ITHACA, N.Y. -- Bioengineers at Cornell University have demonstrated a system for transplanting clusters of brain cells, together with controlled-release microcapsules of protein, to enable cell differentiation and growth.
The system, first tested with rat fetal brain cells and nerve growth factor (NGF) implanted in the brains of adult rats, has yet to be demonstrated in humans. But the technique to create microenvironments for tissue growth is said to be adaptable to a variety of other transplantation needs, including the treatment of neurodegenerative disease and spinal cord injuries.
The achievement is reported in the latest issue (October 2001) of the journal Nature Biotechnology by Melissa J. Mahoney and W. Mark Saltzman, the BP Amoco/W.F. Fuller Professor of Chemical Engineering at Cornell. Mahoney, a graduate student at Cornell's Department of Neurobiology and Behavior at the time of the work, is a postdoctoral fellow in neurobiology at Duke University.
"We have been trying to overcome some of the barriers to successful nerve cell transplantation and regeneration," Saltzman explains. "After the fetal stage of life, we cannot -- normally -- produce new cells in the central nervous system, including the brain, to replace nerve cells that are lost to injury, disease or aging processes."
The body has a variety of natural ways to resist nerve cell regeneration or transplantation. For example, the adult brain produces molecules that inhibit cell migration and the growth of axons (the part of the nerve cell that carries the nerve impulse) that could connect nerve cells, while scars that form on the glial (or connecting) cells after brain injuries also inhibit the elongation of axons.
Mahoney says: "Neurotrophins, such as nerve growth factor, can overcome some of these inhibitions to nerve cell differentiation and circuitization. But we can't just flood the body with neurotrophins because of the adverse side effects. These are potent molecules that influence other cell functions, besides survival and axonal growth, and they can promote inappropriate growth among other tissue. We needed to create a local delivery system to ensure activity within the microenvironment of the brain, where the transplanted tissue should thrive, without side effects."
Mahoney and Saltzman expanded on a technique they previously developed to deliver NGF to the brains of patients with neurodegenerative diseases, such as Alzheimer's. They filled the spaces of porous co-polymer microspheres, ranging in size from 0.5 to 7 microns (1 micron is 1 millionth of a meter) with NGF. In previous work, Saltzman and his students had shown that versatile, long-acting NFG delivery systems could be produced with biocompatible polymers. Working with brain cells, their plan was for some NGF to be released almost immediately, when the cells were implanted, while remaining amounts were to be released over a two-week period.
The bioengineers then assembled the NGF-filled microspheres, including some with fluorescent markers, together with rat fetal brain cells, into spherical clusters about 170 microns in diameter. The spheres of neo-tissue contained both neurons as well as glia, the connecting cells the engineers hoped would grow and attach to others cells in the rat brains. They also created some neo-tissue clusters without the NGF microspheres, as controls to gauge the activity of transplanted cells without the presumed benefits of growth-enhancing microenvironments.

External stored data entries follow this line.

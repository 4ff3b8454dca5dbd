//! Driving port: what the scheduler (`dispatch_syncs`, `start_listeners`
//! in `aleph-node`) asks of a sync session.

use crate::domain::SyncError;
use async_trait::async_trait;
use tokio::io::{AsyncRead, AsyncWrite};

/// Object-safe alias for a reliable, ordered byte stream, so sessions can
/// be driven over a real socket or, in tests, a `tokio::io::duplex` pair
/// without the session itself being generic.
pub trait DuplexStream: AsyncRead + AsyncWrite + Unpin + Send {}
impl<T: AsyncRead + AsyncWrite + Unpin + Send> DuplexStream for T {}

/// Tally of one completed sync, for logging and backpressure accounting.
#[derive(Debug, Clone, Copy, Default, PartialEq, Eq)]
pub struct SyncOutcome {
    pub units_sent: usize,
    pub units_received: usize,
}

#[async_trait]
pub trait SyncApi: Send + Sync {
    /// Runs the three-step protocol as the initiator (A).
    async fn run_initiator(&self, stream: Box<dyn DuplexStream>) -> Result<SyncOutcome, SyncError>;

    /// Runs the three-step protocol as the responder (B).
    async fn run_responder(&self, stream: Box<dyn DuplexStream>) -> Result<SyncOutcome, SyncError>;
}
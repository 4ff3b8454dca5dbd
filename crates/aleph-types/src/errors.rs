//! Cross-cutting error kinds shared by more than one crate.
//!
//! Crate-specific error taxonomies (`PosetError`, `ConsensusError`,
//! `SyncError`, `CryptoError`) live in their own crates; this module only
//! holds the process-state enum used by the node's own health reporting.

use thiserror::Error;

/// Errors raised while decoding a committee configuration file.
#[derive(Debug, Clone, Error)]
pub enum ConfigError {
    #[error("committee size {size} is too small for threshold {threshold} (need threshold <= size)")]
    ThresholdExceedsCommittee { size: u16, threshold: u16 },

    #[error("committee size {size} does not satisfy N >= 3f+1 for any f >= 0")]
    DegenerateCommittee { size: u16 },

    #[error("own_id {own_id} is out of range for committee size {size}")]
    OwnIdOutOfRange { own_id: u16, size: u16 },

    #[error("missing public key for process {0}")]
    MissingPublicKey(u16),
}

/// Coarse operational state of a running process, surfaced for logging and
/// for an outer health-check layer.
#[derive(Debug, Clone, Copy, PartialEq, Eq)]
pub enum NodeState {
    /// Scheduler tasks running normally.
    Running,
    /// Still catching up via sync after startup.
    Syncing,
    /// Cooperative shutdown in progress.
    ShuttingDown,
}
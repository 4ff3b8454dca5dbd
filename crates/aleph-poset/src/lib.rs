//! # aleph-poset
//!
//! The poset engine: the in-memory directed acyclic structure of units,
//! its invariants, compliance checking, level/prime computation, and the
//! `below` relation supported by per-unit floor vectors (§3, §4.1-§4.4 of
//! the protocol design). This crate owns the one mutable `Poset` a
//! process maintains; `aleph-consensus` reads it to elect timing units
//! and extract the linear order, and `aleph-sync` reads/writes it through
//! the `PosetApi` port during gossip.

pub mod domain;
pub mod ports;
pub mod service;
pub mod state;

pub use domain::{
    adapt_create_delay, below, check_compliance, combine_floors, select_parents, sign_unit,
    ComplianceViolation, CoinSharePayload, Floor, InsertOutcome, PosetError, PosetResult,
    PreUnit, Poset, Unit, UnitLookup,
};
pub use ports::{CommitteeKeyProvider, NullEventSink, PosetApi, PosetEventSink};
pub use service::PosetService;
pub use state::PosetState;
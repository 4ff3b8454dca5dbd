//! Linear order extraction (§4.5, tail): once a timing unit `T` is fixed
//! for a level, every unit `U <= T` (i.e. `below(U, T)`) not already
//! ordered is appended, in a deterministic tie-broken topological order.
//! The prefix this produces is append-only: earlier positions never move.

use aleph_poset::Poset;
use aleph_types::Hash;
use std::collections::HashSet;

/// Collects every unit below (or equal to) `timing_unit` that is not yet
/// in `already_ordered`, sorted by `(level, creator_id, hash)` — the
/// deterministic tie-break that makes the order a pure function of the
/// poset's content rather than of insertion timing.
pub fn extend_to(
    poset: &Poset,
    timing_unit: Hash,
    already_ordered: &HashSet<Hash>,
) -> Vec<Hash> {
    let mut newly_ordered = Vec::new();
    let mut visited: HashSet<Hash> = HashSet::new();
    let mut frontier = vec![timing_unit];
    while let Some(cur) = frontier.pop() {
        if !visited.insert(cur) || already_ordered.contains(&cur) {
            continue;
        }
        let Some(unit) = poset.unit(&cur) else {
            continue;
        };
        newly_ordered.push(cur);
        for &parent in unit.parents() {
            frontier.push(parent);
        }
    }
    newly_ordered.sort_by_key(|hash| {
        let unit = poset.unit(hash).expect("visited units are known to the poset");
        (unit.level, unit.creator().0, *hash)
    });
    newly_ordered
}

#[cfg(test)]
mod tests {
    use super::*;
    use aleph_poset::{sign_unit, PreUnit};
    use aleph_crypto::Ed25519KeyPair;
    use aleph_types::{ProcessCount, ProcessId};

    #[test]
    fn extends_with_genesis_and_its_children_in_level_order() {
        let kps: Vec<Ed25519KeyPair> = (0..4).map(|_| Ed25519KeyPair::generate()).collect();
        let mut poset = Poset::new(ProcessCount(4));
        let mut genesis_hashes = Vec::new();
        for i in 0..4u16 {
            let g = sign_unit(PreUnit::new_genesis(ProcessId(i)), &kps[i as usize]);
            genesis_hashes.push(poset.insert(g).unwrap().hash);
        }
        let child = sign_unit(
            PreUnit::new_child(ProcessId(0), 0, genesis_hashes.clone(), Vec::new(), Vec::new()),
            &kps[0],
        );
        let child_hash = poset.insert(child).unwrap().hash;

        let order = extend_to(&poset, child_hash, &HashSet::new());
        assert_eq!(order.len(), 5);
        assert_eq!(*order.last().unwrap(), child_hash);
        // the four genesis units precede the child and are sorted by creator id.
        let genesis_prefix = &order[..4];
        for i in 0..4 {
            assert_eq!(genesis_prefix[i], genesis_hashes[i]);
        }
    }

    #[test]
    fn already_ordered_units_are_not_repeated() {
        let kps: Vec<Ed25519KeyPair> = (0..4).map(|_| Ed25519KeyPair::generate()).collect();
        let mut poset = Poset::new(ProcessCount(4));
        let g = sign_unit(PreUnit::new_genesis(ProcessId(0)), &kps[0]);
        let g_hash = poset.insert(g).unwrap().hash;

        let mut already = HashSet::new();
        already.insert(g_hash);
        let order = extend_to(&poset, g_hash, &already);
        assert!(order.is_empty());
    }
}
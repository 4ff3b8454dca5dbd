//! One committee process: loads its identity, wires the library crates'
//! services together behind a single serializing arbiter, and schedules
//! unit creation and pairwise gossip sync around it (§4, §6).
//!
//! `main.rs` is a thin CLI shell over [`container::Node`]; everything with
//! any logic lives in this library so it can be exercised from tests.

pub mod adapters;
pub mod arbiter;
pub mod config;
pub mod container;
pub mod orphan;
pub mod scheduler;
pub mod shutdown;
pub mod tx_source;
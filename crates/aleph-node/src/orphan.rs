//! The pending-by-missing-parent buffer: a unit the arbiter rejected only
//! because one parent is not yet known is held here, keyed by that
//! parent's hash, and retried once it is admitted. Entries older than the
//! configured TTL are dropped rather than retried forever, bounding the
//! buffer against a peer that keeps citing parents that never arrive.

use aleph_poset::Unit;
use aleph_sync::UnitSource;
use aleph_types::Hash;
use std::collections::HashMap;
use std::time::{Duration, Instant};

pub struct PendingUnit {
    pub unit: Unit,
    pub source: UnitSource,
    queued_at: Instant,
}

#[derive(Default)]
pub struct OrphanBuffer {
    by_missing_parent: HashMap<Hash, Vec<PendingUnit>>,
    len: usize,
    capacity: usize,
}

impl OrphanBuffer {
    pub fn new(capacity: usize) -> Self {
        OrphanBuffer { by_missing_parent: HashMap::new(), len: 0, capacity }
    }

    /// Buffers `unit`, waiting on `missing`. Returns `false` (and drops the
    /// unit) once the buffer is at capacity.
    pub fn insert(&mut self, missing: Hash, unit: Unit, source: UnitSource) -> bool {
        if self.len >= self.capacity {
            return false;
        }
        self.by_missing_parent
            .entry(missing)
            .or_default()
            .push(PendingUnit { unit, source, queued_at: Instant::now() });
        self.len += 1;
        true
    }

    /// Removes and returns every unit that was waiting on `newly_known`.
    pub fn take_ready(&mut self, newly_known: Hash) -> Vec<PendingUnit> {
        let entries = self.by_missing_parent.remove(&newly_known).unwrap_or_default();
        self.len -= entries.len();
        entries
    }

    /// Drops every entry older than `ttl`, returning how many were evicted.
    pub fn evict_expired(&mut self, ttl: Duration) -> usize {
        let now = Instant::now();
        let mut evicted = 0;
        self.by_missing_parent.retain(|_, pending| {
            let before = pending.len();
            pending.retain(|p| now.duration_since(p.queued_at) < ttl);
            evicted += before - pending.len();
            !pending.is_empty()
        });
        self.len -= evicted;
        evicted
    }

    pub fn len(&self) -> usize {
        self.len
    }

    pub fn is_empty(&self) -> bool {
        self.len == 0
    }
}

#[cfg(test)]
mod tests {
    use super::*;
    use aleph_poset::{sign_unit, PreUnit};
    use aleph_types::ProcessId;

    fn unit() -> Unit {
        let kp = aleph_crypto::Ed25519KeyPair::generate();
        sign_unit(PreUnit::new_genesis(ProcessId(0)), &kp)
    }

    #[test]
    fn buffered_unit_is_released_when_its_parent_arrives() {
        let mut buf = OrphanBuffer::new(10);
        let missing = [9u8; 32];
        assert!(buf.insert(missing, unit(), UnitSource::Local));
        assert_eq!(buf.len(), 1);
        let ready = buf.take_ready(missing);
        assert_eq!(ready.len(), 1);
        assert!(buf.is_empty());
    }

    #[test]
    fn capacity_is_enforced() {
        let mut buf = OrphanBuffer::new(1);
        let missing = [1u8; 32];
        assert!(buf.insert(missing, unit(), UnitSource::Local));
        assert!(!buf.insert(missing, unit(), UnitSource::Local));
    }

    #[test]
    fn expired_entries_are_evicted() {
        let mut buf = OrphanBuffer::new(10);
        buf.insert([2u8; 32], unit(), UnitSource::Local);
        let evicted = buf.evict_expired(Duration::from_secs(0));
        assert_eq!(evicted, 1);
        assert!(buf.is_empty());
    }
}
//! Driving port: what an external caller (the arbiter, in `aleph-node`)
//! asks of the poset engine.

use crate::domain::{PosetError, Unit};
use aleph_types::{Hash, ProcessId};
use async_trait::async_trait;

/// Primary poset API. A single implementor owns the one `Poset` this
/// process mutates; callers never see partial mutation because insertion
/// is atomic per call.
#[async_trait]
pub trait PosetApi: Send + Sync {
    /// Verifies rule 1 (signature & hash) against the committee's
    /// recorded public key, then runs compliance (§4.3 rules 2-7) and, if
    /// it passes, admits the unit, deriving its level/floor/prime status.
    async fn insert_unit(&self, unit: Unit) -> Result<Hash, PosetError>;

    /// Read-only lookup by hash.
    async fn get_unit(&self, hash: Hash) -> Option<Unit>;

    /// `below(v, u)`.
    async fn below(&self, v: Hash, u: Hash) -> bool;

    /// This process's own maximal (most recent) unit hashes.
    async fn own_maximal(&self, creator: ProcessId) -> Vec<Hash>;

    /// Current count of units known in the poset.
    async fn len(&self) -> usize;

    /// Whether `creator` is a known forker.
    async fn is_forker(&self, creator: ProcessId) -> bool;

    /// Highest level reached by any prime unit admitted so far.
    async fn max_level(&self) -> u64;

    /// Prime unit hashes recorded at `level`, across all creators.
    async fn primes_at_level(&self, level: u64) -> Vec<Hash>;

    /// The level a not-yet-inserted unit would be assigned given
    /// `parents` (§4.2), used by unit creation to decide whether the unit
    /// it is about to sign will be prime before spending a coin share on
    /// it.
    async fn predict_level(&self, parents: Vec<Hash>) -> u64;

    /// Greedy parent selection (§4.4) for the next unit `creator` would
    /// create. `None` when `creator` has no maximal unit yet and the
    /// caller should create a genesis unit instead.
    async fn select_parents(&self, creator: ProcessId, max_parents: usize) -> Option<Vec<Hash>>;
}
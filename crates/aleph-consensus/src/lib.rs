//! # aleph-consensus
//!
//! Timing-unit election via coin-based common-mode BFT decision, and
//! extraction of the deterministic linear order from elected timing
//! units (§4.5 of the protocol design). Reads the poset maintained by
//! `aleph-poset` but never mutates it; the arbiter in `aleph-node` calls
//! this crate after every poset insertion that completes a new level.

pub mod domain;
pub mod ports;
pub mod service;
pub mod state;

pub use domain::{
    candidate_order, decide_candidate, elect_at_level, encode_share, extend_to, nonce_for,
    proves_popular, CandidateOutcome, ConsensusError, ConsensusResult, ElectionOutcome,
    DEFAULT_MAX_ELECTION_DEPTH,
};
pub use ports::{CoinProvider, ConsensusApi};
pub use service::ConsensusService;
pub use state::ConsensusState;
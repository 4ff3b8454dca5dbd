//! Cooperative shutdown signal: every scheduler task selects on
//! `ShutdownHandle::wait` alongside its real work and exits cleanly once
//! it fires, rather than being aborted mid-mutation.

use tokio::sync::watch;

#[derive(Clone)]
pub struct ShutdownHandle {
    receiver: watch::Receiver<bool>,
}

impl ShutdownHandle {
    pub fn is_shutting_down(&self) -> bool {
        *self.receiver.borrow()
    }

    /// Resolves once shutdown has been signalled. Safe to call repeatedly
    /// and to race against other branches in a `select!`.
    pub async fn wait(&mut self) {
        let _ = self.receiver.wait_for(|v| *v).await;
    }
}

pub struct ShutdownController {
    sender: watch::Sender<bool>,
}

impl ShutdownController {
    pub fn new() -> (Self, ShutdownHandle) {
        let (sender, receiver) = watch::channel(false);
        (ShutdownController { sender }, ShutdownHandle { receiver })
    }

    pub fn shut_down(&self) {
        let _ = self.sender.send(true);
    }
}

#[cfg(test)]
mod tests {
    use super::*;

    #[tokio::test]
    async fn waiters_are_released_on_shutdown() {
        let (controller, mut handle) = ShutdownController::new();
        assert!(!handle.is_shutting_down());
        controller.shut_down();
        handle.wait().await;
        assert!(handle.is_shutting_down());
    }
}
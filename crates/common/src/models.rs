//! Data models for leads, sprints, alumni and peer voting

use chrono::{DateTime, Utc};
use serde::{Deserialize, Serialize};
use std::collections::BTreeMap;

use crate::policy::SprintPolicy;
use crate::recency::{self, RecencyData};

/// Where a lead's business is located
#[derive(Debug, Clone, Default, PartialEq, Serialize, Deserialize)]
pub struct Location {
    #[serde(default, skip_serializing_if = "Option::is_none")]
    pub neighborhood: Option<String>,

    #[serde(default, skip_serializing_if = "Option::is_none")]
    pub borough: Option<String>,

    #[serde(default, skip_serializing_if = "Option::is_none")]
    pub zip: Option<String>,
}

/// Grouped customer complaints for one category
#[derive(Debug, Clone, Default, PartialEq, Serialize, Deserialize)]
#[serde(rename_all = "camelCase")]
pub struct ComplaintCluster {
    pub category: String,

    #[serde(default)]
    pub total_count: u32,

    #[serde(default)]
    pub recent_count: u32,

    #[serde(default)]
    pub sample_quotes: Vec<String>,
}

/// Verification state of a single milestone
#[derive(Debug, Clone, Copy, Default, PartialEq, Eq, Serialize, Deserialize)]
#[serde(rename_all = "snake_case")]
pub enum CheckpointState {
    #[default]
    Pending,
    Submitted,
    #[serde(alias = "approved")]
    Verified,
    Rejected,
}

/// Latest submission for one milestone
#[derive(Debug, Clone, Default, PartialEq, Serialize, Deserialize)]
#[serde(rename_all = "camelCase")]
pub struct CheckpointStatus {
    pub status: CheckpointState,

    #[serde(default, skip_serializing_if = "Option::is_none")]
    pub proof_link: Option<String>,

    #[serde(default, skip_serializing_if = "Option::is_none")]
    pub submitted_at: Option<DateTime<Utc>>,

    #[serde(default, skip_serializing_if = "Option::is_none")]
    pub reviewed_at: Option<DateTime<Utc>>,

    #[serde(default, skip_serializing_if = "Option::is_none")]
    pub notes: Option<String>,
}

/// Scout's assessment of a builder's work
#[derive(Debug, Clone, PartialEq, Serialize, Deserialize)]
#[serde(rename_all = "camelCase")]
pub struct ScoutReview {
    pub quality_score: u8,
    pub scout_review_score: u8,

    #[serde(default, skip_serializing_if = "Option::is_none")]
    pub review_notes: Option<String>,

    pub reviewed_at: DateTime<Utc>,
}

/// One builder's participation in a sprint
#[derive(Debug, Clone, PartialEq, Serialize, Deserialize)]
#[serde(rename_all = "camelCase")]
pub struct ActiveBuilder {
    pub user_id: String,
    pub joined_at: DateTime<Utc>,

    /// Highest verified milestone; never decreases
    #[serde(default)]
    pub checkpoints_completed: u32,

    #[serde(default)]
    pub selected_deliverables: Vec<String>,

    /// Every proof link ever submitted, without duplicates
    #[serde(default)]
    pub proof_links: Vec<String>,

    #[serde(default)]
    pub checkpoint_statuses: BTreeMap<u32, CheckpointStatus>,

    #[serde(rename = "last_checkpoint_update", default)]
    pub last_checkpoint_update: Option<DateTime<Utc>>,

    #[serde(rename = "last_nudged_at", default)]
    pub last_nudged_at: Option<DateTime<Utc>>,

    #[serde(rename = "flagged_at", default)]
    pub flagged_at: Option<DateTime<Utc>>,

    #[serde(rename = "flagged_expires_at", default)]
    pub flagged_expires_at: Option<DateTime<Utc>>,

    /// When this builder reached full completion
    #[serde(default)]
    pub completed_at: Option<DateTime<Utc>>,

    #[serde(default)]
    pub scout_review: Option<ScoutReview>,
}

impl ActiveBuilder {
    pub fn new(user_id: String, selected_deliverables: Vec<String>, joined_at: DateTime<Utc>) -> Self {
        Self {
            user_id,
            joined_at,
            checkpoints_completed: 0,
            selected_deliverables,
            proof_links: Vec::new(),
            checkpoint_statuses: BTreeMap::new(),
            last_checkpoint_update: None,
            last_nudged_at: None,
            flagged_at: None,
            flagged_expires_at: None,
            completed_at: None,
            scout_review: None,
        }
    }

    pub fn is_finalist(&self, total_milestones: u32) -> bool {
        self.checkpoints_completed >= total_milestones
    }

    /// Most recently submitted proof link
    pub fn latest_proof_link(&self) -> Option<&str> {
        self.proof_links.last().map(String::as_str)
    }

    /// Last sign of life used by stall detection
    pub fn last_activity(&self) -> DateTime<Utc> {
        self.last_checkpoint_update.unwrap_or(self.joined_at)
    }
}

/// Administrative action recorded in a lead's audit log
#[derive(Debug, Clone, Copy, PartialEq, Eq, Serialize, Deserialize)]
#[serde(rename_all = "snake_case")]
pub enum AuditAction {
    Pause,
    Resume,
    ExtendDeadline,
    EvictBuilder,
    TerminateSprint,
    NudgeBuilder,
    FlagBuilder,
}

/// Immutable audit log entry
#[derive(Debug, Clone, PartialEq, Serialize, Deserialize)]
#[serde(rename_all = "camelCase")]
pub struct AuditEntry {
    pub timestamp: DateTime<Utc>,
    pub actor: String,
    pub action: AuditAction,
    pub details: String,

    #[serde(default, skip_serializing_if = "Option::is_none")]
    pub reason: Option<String>,

    #[serde(default, skip_serializing_if = "Option::is_none")]
    pub target_user_id: Option<String>,
}

/// A sourced business opportunity and its sprint state
#[derive(Debug, Clone, Default, PartialEq, Serialize, Deserialize)]
#[serde(rename_all = "camelCase", default)]
pub struct Lead {
    pub id: String,

    #[serde(rename = "business_name", alias = "businessName")]
    pub business_name: String,

    pub location: Location,

    #[serde(rename = "friction_type", alias = "frictionType")]
    pub friction_type: Option<String>,

    #[serde(rename = "complaint_clusters", alias = "complaintClusters")]
    pub complaint_clusters: Vec<ComplaintCluster>,

    #[serde(
        rename = "recency_data",
        alias = "recencyData",
        deserialize_with = "recency::deserialize_lenient"
    )]
    pub recency_data: Option<RecencyData>,

    /// Free-form lifecycle label (qualified, briefed, matched, awarded, terminated)
    pub status: String,

    pub sprint_active: bool,
    pub max_slots: u8,
    pub sprint_duration: u8,
    pub sprint_started_at: Option<DateTime<Utc>>,
    pub is_paused: bool,
    pub sprint_deadline: Option<DateTime<Utc>>,

    /// Bumped on every launch; scopes build ids to one sprint
    pub sprint_round: u32,

    /// Set once, by the first builder to complete every milestone
    pub first_completion_at: Option<DateTime<Utc>>,

    pub winner_user_id: Option<String>,

    #[serde(rename = "voting_open")]
    pub voting_open: bool,

    pub winner_average_score: Option<f64>,

    pub active_builders: Vec<ActiveBuilder>,

    pub audit_log: Vec<AuditEntry>,

    /// Incremented on every write; used for optimistic concurrency
    pub version: u64,

    pub created_at: Option<DateTime<Utc>>,
}

impl Lead {
    pub fn new(id: String, business_name: String) -> Self {
        Self {
            id,
            business_name,
            status: "qualified".to_string(),
            ..Default::default()
        }
    }

    pub fn builder(&self, user_id: &str) -> Option<&ActiveBuilder> {
        self.active_builders.iter().find(|b| b.user_id == user_id)
    }

    pub fn builder_mut(&mut self, user_id: &str) -> Option<&mut ActiveBuilder> {
        self.active_builders.iter_mut().find(|b| b.user_id == user_id)
    }

    /// Builders who completed every milestone, in join order
    pub fn finalists(&self, total_milestones: u32) -> impl Iterator<Item = &ActiveBuilder> {
        self.active_builders
            .iter()
            .filter(move |b| b.is_finalist(total_milestones))
    }

    /// True while the first completion is at most one window old
    pub fn submission_window_open(&self, now: DateTime<Utc>, policy: &SprintPolicy) -> bool {
        self.first_completion_at
            .is_some_and(|first| now - first <= policy.submission_window)
    }

    /// True once a first completion exists and its window has elapsed
    pub fn submission_window_closed(&self, now: DateTime<Utc>, policy: &SprintPolicy) -> bool {
        self.first_completion_at
            .is_some_and(|first| now - first > policy.submission_window)
    }

    pub fn has_winner(&self) -> bool {
        self.winner_user_id.is_some()
    }

    pub fn slots_remaining(&self) -> usize {
        (self.max_slots as usize).saturating_sub(self.active_builders.len())
    }
}

/// Builder directory entry
#[derive(Debug, Clone, PartialEq, Serialize, Deserialize)]
#[serde(rename_all = "camelCase")]
pub struct AlumniProfile {
    pub id: String,
    pub name: String,

    #[serde(default, skip_serializing_if = "Option::is_none")]
    pub email: Option<String>,

    #[serde(default)]
    pub specialty: String,

    #[serde(default)]
    pub quality_rating: f64,

    #[serde(default)]
    pub current_build_count: u32,

    /// Lead ids of sprints this builder won
    #[serde(default)]
    pub completed_builds: Vec<String>,
}

/// A finalist's submission surfaced for peer voting
#[derive(Debug, Clone, PartialEq, Serialize, Deserialize)]
pub struct Build {
    pub id: String,
    pub lead_id: String,
    pub builder_id: String,
    pub builder_name: String,
    pub business_name: String,
    pub deployed_url: Option<String>,
    pub created_at: DateTime<Utc>,
}

impl Build {
    /// Build ids are derived from the lead, its sprint round and the builder
    pub fn id_for(lead_id: &str, round: u32, builder_id: &str) -> String {
        format!("{}--{}--{}", lead_id, round, builder_id)
    }
}

/// One peer vote on a build
#[derive(Debug, Clone, PartialEq, Serialize, Deserialize)]
pub struct Vote {
    pub id: String,
    pub build_id: String,
    pub voter_id: String,
    pub score: u8,
    pub created_at: DateTime<Utc>,
}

The neo-tissue clusters with NGF microenvironment spheres were injected into the brains of adult rats, while other rats received transplanted neo-tissue without NGF. Over the next four weeks, the researchers periodically tested the rat brains, watching for evidence that NGF would remain in the transplanted neo-tissues and would not spread elsewhere in the brain. They also tested for the production by transplanted cells of cholinacetyl transferase, or ChAT, an enzyme important in the synthesis of the neurotransmitter acetylcholine and a sign that transplanted cells are beginning to grow, connect and function.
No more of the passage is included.